Выбрать главу

– Veronika es una buena chica -añadió el camarero-. Para ser una chocolatera.

La lluvia descargaba contra el centro de la ciudad empujada desde el este y el sector ruso. Se convirtió en granizo al contacto con el frío aire de la noche y azotó los cuatro flancos de la Patrulla Internacional cuando aparcaron frente al Casanova. Con apenas un gesto de saludo al portero y sin decir una palabra pasaron a mi lado y entraron en busca de vicios soldadescos, esa manifestación acomodaticia de lujuria exacerbada por la combinación de país extranjero, mujeres hambrientas y una provisión inagotable de cigarrillos y chocolate.

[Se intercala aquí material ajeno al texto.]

// tests/matching_tests.rs
//! Matching tests: constraint semantics, selection and failure reporting.


use stencil::prelude::*;
use stencil::{MatchFailureKind, Requirement, satisfies, subsumes};
use test_harness::*;

fn failures(outcome: &PassOutcome, code: DiagnosticCode) -> Vec<String> {
    outcome
        .diagnostics()
        .with_code(code)
        .map(|d| d.message.clone())
        .collect()
}

#[test]
fn test_constraint_monotonicity() {
    // Adding a requirement can only shrink the set of satisfying types.
    let types = [
        int32(),
        string(),
        ConcreteType::enumeration("Color"),
        ConcreteType::value("Point"),
    ];
    let loose = ParamConstraints::new("T").with_flags(ConstraintFlags::VALUE_TYPE);
    let strict = loose.clone().with_flags(ConstraintFlags::UNMANAGED);
    let stricter = strict.clone().require_operator(Operator::LessThan);

    for ty in &types {
        if satisfies(ty, &stricter) {
            assert!(satisfies(ty, &strict), "{ty} passes stricter but not strict");
        }
        if satisfies(ty, &strict) {
            assert!(satisfies(ty, &loose), "{ty} passes strict but not loose");
        }
    }
    assert!(satisfies(&int32(), &stricter));
    assert!(!satisfies(&ConcreteType::value("Point"), &strict));
}

#[test]
fn test_subsumption_is_positional() {
    let interface = stencil::ConstraintSet::new(vec![value_param("T")]).unwrap();
    let stricter = stencil::ConstraintSet::new(vec![
        ParamConstraints::new("U").with_flags(ConstraintFlags::UNMANAGED),
    ])
    .unwrap();
    let looser = stencil::ConstraintSet::new(vec![ParamConstraints::new("U")]).unwrap();
    assert!(subsumes(&stricter, &interface));
    assert!(!subsumes(&looser, &interface));
}

#[test]
fn test_no_false_positive_match() {
    let engine = TemplateEngine::default();
    let pass = engine.begin_pass();
    pass.offer(&comparer_interface(), &Marker::Interface).unwrap();
    pass.offer(
        &comparer_implementation("NumComparer", value_param("T")),
        &implements_comparer(),
    )
    .unwrap();
    pass.offer(&requests(), &comparer_request(vec![string()], "Comparer_String"))
        .unwrap();
    let outcome = pass.complete().unwrap();

    assert!(outcome.bindings().is_empty());
    let diagnostic = outcome
        .diagnostics()
        .with_code(DiagnosticCode::ConstraintViolation)
        .next()
        .unwrap();
    assert!(diagnostic.message.contains("position 0"));
    assert!(diagnostic.message.contains("must be a value type"));
    assert!(diagnostic.message.contains("'String'"));
}

#[test]
fn test_ambiguity_is_never_silently_resolved() {
    let engine = TemplateEngine::default();
    let pass = engine.begin_pass();
    pass.offer(&comparer_interface(), &Marker::Interface).unwrap();
    for name in ["Impls::Fast", "Impls::Slow"] {
        pass.offer(
            &comparer_implementation(name, value_param("T")),
            &implements_comparer(),
        )
        .unwrap();
    }
    pass.offer(&requests(), &comparer_request(vec![int32()], "Comparer_Int32"))
        .unwrap();
    let outcome = pass.complete().unwrap();

    assert!(outcome.bindings().is_empty());
    assert_eq!(
        failures(&outcome, DiagnosticCode::AmbiguousImplementations),
        vec!["ambiguous implementations of 'Collections::Comparer': Impls::Fast, Impls::Slow"]
    );
}

#[test]
fn test_forced_implementation_resolves_ambiguity() {
    let engine = TemplateEngine::default();
    let pass = engine.begin_pass();
    pass.offer(&comparer_interface(), &Marker::Interface).unwrap();
    pass.offer(
        &comparer_implementation("Impls::Fast", value_param("T")),
        &Marker::Implementation {
            template: "Collections::Comparer".into(),
            forced: true,
        },
    )
    .unwrap();
    pass.offer(
        &comparer_implementation("Impls::Slow", value_param("T")),
        &implements_comparer(),
    )
    .unwrap();
    pass.offer(&requests(), &comparer_request(vec![int32()], "Comparer_Int32"))
        .unwrap();
    let outcome = pass.complete().unwrap();

    assert_eq!(outcome.bindings().len(), 1);
    assert_eq!(
        outcome.bindings()[0].implementation.name.to_string(),
        "Impls::Fast"
    );
}

#[test]
fn test_explicit_implementation_choice() {
    let engine = TemplateEngine::default();
    let pass = engine.begin_pass();
    pass.offer(&comparer_interface(), &Marker::Interface).unwrap();
    for name in ["Impls::Fast", "Impls::Slow"] {
        pass.offer(
            &comparer_implementation(name, value_param("T")),
            &implements_comparer(),
        )
        .unwrap();
    }
    let marker = Marker::Instantiation {
        template: "Collections::Comparer".into(),
        arguments: vec![int32()],
        output_name: None,
        implementation: Some("Impls::Slow".into()),
    };
    pass.offer(&requests(), &marker).unwrap();
    let outcome = pass.complete().unwrap();

    let binding = outcome
        .binding_for(&QualifiedName::from("Generated::Comparer_Int32"))
        .unwrap();
    assert_eq!(binding.implementation.name.to_string(), "Impls::Slow");
}

#[test]
fn test_arity_checked_before_constraints() {
    let engine = TemplateEngine::default();
    let pass = engine.begin_pass();
    pass.offer(&comparer_interface(), &Marker::Interface).unwrap();
    // Two reference-type arguments: wrong arity and wrong category.
    pass.offer(
        &requests(),
        &comparer_request(vec![string(), string()], "Comparer_Bad"),
    )
    .unwrap();
    let outcome = pass.complete().unwrap();

    assert_eq!(
        failures(&outcome, DiagnosticCode::ArityMismatch),
        vec!["template 'Collections::Comparer' expects 1 type argument(s), got 2"]
    );
    assert!(failures(&outcome, DiagnosticCode::ConstraintViolation).is_empty());
}

#[test]
fn test_deferred_instantiation_binds_when_template_arrives() {
    let engine = TemplateEngine::default();
    let pass = engine.begin_pass();
    let request = comparer_request(vec![int32()], "Comparer_Int32");
    pass.offer(&requests(), &request).unwrap();

    let record = pass.store().instantiations.snapshot()[0].clone();
    assert!(pass.provisional(&record).unwrap().is_deferred());

    pass.offer(
        &comparer_implementation("NumComparer", value_param("T")),
        &implements_comparer(),
    )
    .unwrap();
    // Implementation alone is not enough: the interface is still unknown.
    assert!(pass.provisional(&record).unwrap().is_deferred());

    pass.offer(&comparer_interface(), &Marker::Interface).unwrap();
    assert!(pass.provisional(&record).unwrap().binding().is_some());

    let outcome = pass.complete().unwrap();
    assert_eq!(outcome.bindings().len(), 1);
}

#[test]
fn test_unknown_template_fails_on_completion() {
    let engine = TemplateEngine::default();
    let pass = engine.begin_pass();
    pass.offer(&requests(), &comparer_request(vec![int32()], "Comparer_Int32"))
        .unwrap();
    let outcome = pass.complete().unwrap();
    let failure = outcome
        .diagnostics()
        .with_code(DiagnosticCode::NoImplementationFound)
        .next()
        .unwrap();
    assert!(failure.is_error());
    assert!(matches!(
        failure.related,
        Some(stencil::RecordIdentity::Instantiation { .. })
    ));
}

#[test]
fn test_implementation_with_weaker_constraints_is_excluded() {
    let engine = TemplateEngine::default();
    let pass = engine.begin_pass();
    pass.offer(&comparer_interface(), &Marker::Interface).unwrap();
    pass.offer(
        &comparer_implementation("Loose", ParamConstraints::new("T")),
        &implements_comparer(),
    )
    .unwrap();
    pass.offer(&requests(), &comparer_request(vec![int32()], "Comparer_Int32"))
        .unwrap();
    let outcome = pass.complete().unwrap();

    assert_eq!(
        failures(&outcome, DiagnosticCode::ConstraintsNotSubsumed).len(),
        1
    );
    assert_eq!(
        failures(&outcome, DiagnosticCode::NoImplementationFound).len(),
        1
    );
}

#[test]
fn test_first_declared_implementation_wins_even_when_excluded() {
    let engine = TemplateEngine::default();
    let pass = engine.begin_pass();
    pass.offer(&comparer_interface(), &Marker::Interface).unwrap();
    pass.offer(
        &comparer_implementation("Impls::Impl", ParamConstraints::new("T")),
        &implements_comparer(),
    )
    .unwrap();
    pass.offer(
        &comparer_implementation("Impls::Impl", value_param("T")),
        &implements_comparer(),
    )
    .unwrap();
    pass.offer(&requests(), &comparer_request(vec![int32()], "Comparer_Int32"))
        .unwrap();
    let outcome = pass.complete().unwrap();

    // The later, well-formed declaration must not stand in for the first.
    assert!(outcome.bindings().is_empty());
    assert_eq!(
        failures(&outcome, DiagnosticCode::ConflictingDefinition).len(),
        1
    );
    assert_eq!(
        failures(&outcome, DiagnosticCode::ConstraintsNotSubsumed).len(),
        1
    );
    assert_eq!(
        failures(&outcome, DiagnosticCode::NoImplementationFound).len(),
        1
    );
}

#[test]
fn test_implementation_missing_members_is_excluded() {
    let engine = TemplateEngine::default();
    let pass = engine.begin_pass();
    pass.offer(&comparer_interface(), &Marker::Interface).unwrap();
    let empty = DeclarationShape::new("Empty", DeclarationKind::Class).with_param(value_param("T"));
    pass.offer(&empty, &implements_comparer()).unwrap();
    let outcome = pass.complete().unwrap();
    assert_eq!(
        failures(&outcome, DiagnosticCode::MissingMembers),
        vec!["implementation 'Empty' is missing members: less, equal"]
    );
}

#[test]
fn test_operator_requirement_is_structural() {
    let engine = TemplateEngine::default();
    let pass = engine.begin_pass();
    let ordered = DeclarationShape::new("Ordered", DeclarationKind::Interface)
        .with_param(ParamConstraints::new("T").require_operator(Operator::LessThan));
    pass.offer(&ordered, &Marker::Interface).unwrap();
    pass.offer(
        &DeclarationShape::new("OrderedImpl", DeclarationKind::Class)
            .with_param(ParamConstraints::new("T").require_operator(Operator::LessThan)),
        &Marker::implementation("Ordered"),
    )
    .unwrap();

    // Same operator, different form: by-value operands instead of `in`.
    let odd = ConcreteType::value("Odd").with_operator_form(
        Operator::LessThan,
        stencil::OperatorForm::new(stencil::PassMode::Value, 2, stencil::ReturnKind::Bool),
    );
    pass.offer(
        &requests(),
        &Marker::instantiation("Ordered", vec![odd], "Ordered_Odd"),
    )
    .unwrap();
    let outcome = pass.complete().unwrap();

    let failure = outcome
        .diagnostics()
        .with_code(DiagnosticCode::ConstraintViolation)
        .next()
        .unwrap();
    assert!(failure.message.contains("must provide operator < (in, in) -> bool"));

    let kind = MatchFailureKind::ConstraintViolation {
        position: 0,
        parameter: "T".into(),
        argument: TypeRef::named("Odd"),
        requirement: Requirement::Operator {
            op: Operator::LessThan,
            form: Operator::LessThan.natural_form(),
        },
    };
    assert_eq!(failure.message, kind.to_string());
}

En el ya familiar Schottenring crucé para pasar a la Währinger Strasse y me dirigí hacia el norte a través de IaRooseveltplatz bajo la sombra lunar de las torres gemelas de la Votivkirche, que, pese a su enorme altura, que taladraba el cielo, había logrado, no se sabía cómo, sobrevivir a todas las bombas. Estaba a punto de entrar en la Berggasse por segunda vez aquel día cuando, procedente de un gran edificio en ruinas al otro lado de la calle, oí a alguien gritar pidiendo socorro. Diciéndome que no era asunto mío, me detuve sólo un segundo, con intención de proseguir mi camino. Pero luego volví a oír el grito, una voz de contralto casi reconocible.

Noté el miedo en la piel mientras andaba rápidamente en dirección al sonido. Había un montón de escombros amontonados contra la abombada pared del edificio y, después de trepar a lo alto, miré por el hueco vacío de una ventana de arco al interior de una sala semicircular con las proporciones de un pequeño teatro.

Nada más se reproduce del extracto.